>>>>

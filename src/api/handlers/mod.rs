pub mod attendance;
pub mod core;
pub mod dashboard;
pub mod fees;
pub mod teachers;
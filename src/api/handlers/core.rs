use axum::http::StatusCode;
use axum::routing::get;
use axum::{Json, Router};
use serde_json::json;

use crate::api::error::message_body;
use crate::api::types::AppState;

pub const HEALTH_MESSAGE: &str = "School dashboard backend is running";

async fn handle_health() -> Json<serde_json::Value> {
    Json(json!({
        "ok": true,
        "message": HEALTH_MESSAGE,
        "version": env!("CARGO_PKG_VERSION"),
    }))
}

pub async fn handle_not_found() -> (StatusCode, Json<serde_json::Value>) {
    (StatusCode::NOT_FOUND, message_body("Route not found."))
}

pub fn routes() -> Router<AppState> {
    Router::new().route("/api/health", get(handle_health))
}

<<<<

**WORK INSTRUCTION**. Retype the data in full, precisely as given.

**OUTPUT OF THE EXERCISE**.
filename src/api/handlers/mod.rs
pub mod attendance;
pub mod core;
pub mod dashboard;
pub mod fees;
pub mod teachers;
filename src/api/handlers/core.rs
use axum::http::StatusCode;
use axum::routing::get;
use axum::{Json, Router};
use serde_json::json;

use crate::api::error::message_body;
use crate::api::types::AppState;

pub const HEALTH_MESSAGE: &str = "School dashboard backend is running";

async fn handle_health() -> Json<serde_json::Value> {
    Json(json!({
        "ok": true,
        "message": HEALTH_MESSAGE,
        "version": env!("CARGO_PKG_VERSION"),
    }))
}

pub async fn handle_not_found() -> (StatusCode, Json<serde_json::Value>) {
    (StatusCode::NOT_FOUND, message_body("Route not found."))
}

pub fn routes() -> Router<AppState> {
    Router::new().route("/api/health", get(handle_health))
}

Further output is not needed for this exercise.